Yesterday saw the grand re-opening of YouTube Space London, the video platform’s newest state-of-the-art production studio.
Here, creators with more than 10,000 subscribers can film videos in VR and 360-degrees in soundproofed rooms and chop them up in dedicated editing suites free of charge. It’s one of nine such spaces around the world, and YouTube’s biggest in Europe. It’s also the platform’s newest weapon in the online talent war.
Speaking at Tuesday’s opening, YouTube’s European director Ben McOwen Wilson quipped that the “unimaginably expensive” equipment served one purpose: to nurture talent. The same talent that have been the rocket fuel behind the platform’s growth to over a billion users.
“It’s a huge signal to the talent that we love them and we want them to carry on building their relationships on our platform,” he told the crowd.
But since the launch of the original London YouTube Space five years ago on Tottenham Court Road, much has changed. Now it has serious competition from the likes of Facebook, Snapchat and Twitter as social platforms pile into video.
Simon Bibby, co-founder of social video intelligence firm Burst Insights, says the platform has been in a “buyer’s market mindset” for a long time, but being an influencer is easier than ever now.
“YouTube doesn’t have the same brand affinity with the younger generations. It’s not where their friends hang out and not the first place that they reach for when on their mobile devices,” he said.
Meanwhile, creators are now being wooed elsewhere. According to Bloomberg, Twitter’s new video ad platform, Amplify, offers creators 70 percent of revenue. Amplify’s head of content partnerships, Mike Park, has already hired YouTube insiders with links to the platform’s talent.
Facebook has been paying a number of content creators to make video for products like Facebook Live. According to a document unearthed by the Wall Street Journal, it’s already attracted YouTube stars like Ray William Johnston and Elise Strachan with a $2.2 million sweetener to encourage experimentation on the platform.
YouTube content is now being squeezed by the platforms’ native video formats too. “Facebook and Twitter used to support YouTube videos in timelines. Now they are punishing you if you post YouTube links,” explains Steve Bartlett, CEO of marketing agency Social Chain. Having to click through a thumbnail that takes you off the platform “breaks the viral leap,” while autoplay videos can be consumed and shared instantly.
For him, YouTube had its heyday roughly a year ago, and it’s now the “forgotten product” in pitch meetings. Instead, the reach of social platforms is tempting advertisers.
“Not too long ago, it was the best way to get video views, but it’s been pushed lower down in reaching brands’ KPIs. It’s so much easier to get 100,000 Facebook likes than 100,000 YouTube subscribers.”
YouTube, for its part, is not staying silent. In addition to opening YouTube production facilities, which offer everything from production equipment to classes on how to grow an audience on the platform, the company is buying films and TV shows from its homegrown talent for its YouTube Red subscription service. It’s also constantly rolling out new features, including the ability to stream live from mobile devices. It’s all part of an effort to keep YouTubers active on YouTube.

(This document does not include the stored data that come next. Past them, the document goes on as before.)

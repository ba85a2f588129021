use super::*;

const RED: Voxel = Voxel::new(Rgb::new(255, 0, 0));
const BLUE: Voxel = Voxel::new(Rgb::new(0, 0, 255));

#[test]
fn test_new_node_is_empty_and_not_leaf() {
  let node = OctreeNode::new(3);
  assert_eq!(node.level(), 3);
  assert!(node.is_empty());
  assert!(!node.is_leaf());
  assert_eq!(node.voxel(), None);
  assert_eq!(node.populated().count(), 0);
}

#[test]
fn test_leaf_holds_single_voxel() {
  let node = OctreeNode::leaf(2, RED);
  assert!(node.is_leaf());
  assert!(!node.is_empty());
  assert_eq!(node.voxel(), Some(RED));
  assert_eq!(node.child(0), None, "Leaves have no children");
}

#[test]
fn test_child_or_insert_creates_next_level() {
  let mut node = OctreeNode::new(1);
  let child = node.child_or_insert(5);
  assert_eq!(child.level(), 2);
  assert!(child.is_empty());

  let populated: Vec<usize> = node.populated().map(|(octant, _)| octant).collect();
  assert_eq!(populated, vec![5]);
}

#[test]
fn test_child_or_insert_reuses_existing_child() {
  let mut node = OctreeNode::new(0);
  node.child_or_insert(3).make_leaf(RED);
  assert_eq!(node.child_or_insert(3).voxel(), Some(RED));
  assert_eq!(node.populated().count(), 1);
}

/// Descending into a leaf splits it into 8 leaves of the old color.
#[test]
fn test_child_or_insert_splits_leaf() {
  let mut node = OctreeNode::leaf(0, RED);
  node.child_or_insert(6).make_leaf(BLUE);

  assert!(!node.is_leaf());
  assert_eq!(node.populated().count(), 8);
  for (octant, child) in node.populated() {
    let expected = if octant == 6 { BLUE } else { RED };
    assert_eq!(child.voxel(), Some(expected), "octant {}", octant);
    assert_eq!(child.level(), 1);
  }
}

#[test]
fn test_make_leaf_discards_children() {
  let mut node = OctreeNode::new(0);
  node.child_or_insert(0).make_leaf(RED);
  node.child_or_insert(7).make_leaf(BLUE);

  node.make_leaf(BLUE);
  assert_eq!(node.voxel(), Some(BLUE));
  assert_eq!(node.populated().count(), 0);
}

#[test]
fn test_try_merge_requires_all_octants_uniform() {
  let mut node = OctreeNode::new(0);
  for octant in 0..7 {
    node.child_or_insert(octant).make_leaf(RED);
  }
  assert!(!node.try_merge(), "An empty octant blocks merging");

  node.child_or_insert(7).make_leaf(BLUE);
  assert!(!node.try_merge(), "Mixed colors block merging");

  node.child_or_insert(7).make_leaf(RED);
  assert!(node.try_merge());
  assert_eq!(node.voxel(), Some(RED));
}

#[test]
fn test_try_merge_ignores_subdivided_octants() {
  let mut node = OctreeNode::new(0);
  for octant in 0..8 {
    node.child_or_insert(octant).make_leaf(RED);
  }
  node.child_or_insert(2).child_or_insert(1).make_leaf(RED);

  // Octant 2 was split into leaves, it is no longer a leaf itself
  assert!(!node.try_merge());
}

One thing YouTube has that Facebook lacks, at least for now, is a passionate community. Influencers are using other platforms like Facebook as a means to grow their audience, but keeping YouTube as their main channel, according to Alex Brinnard, a YouTuber and co-editor of TenEighty, a news site for the U.K. YouTube community.
“On YouTube, maybe 15 to 20 percent of my subscribers will watch a video,” he said. “But even though I have only 4,000 likes on Facebook, 50 percent of fans will see it. The reach is so much greater on there, but they still have a long way to go to build a community.”
Plus, YouTube’s elite can still charge large sums for the premium content that flourishes on the platform.
Even though they are striking deals and growing their audience elsewhere, YouTube Space artists are already booking with VR shoots and music videos. “I don’t think we’ve seen the eclipse of YouTube as an influencer platform yet, and it may never happen” said Bibby. “The reach of YouTube is undeniable, but influencers are definitely becoming more platform-agnostic now. They can’t afford not to be.”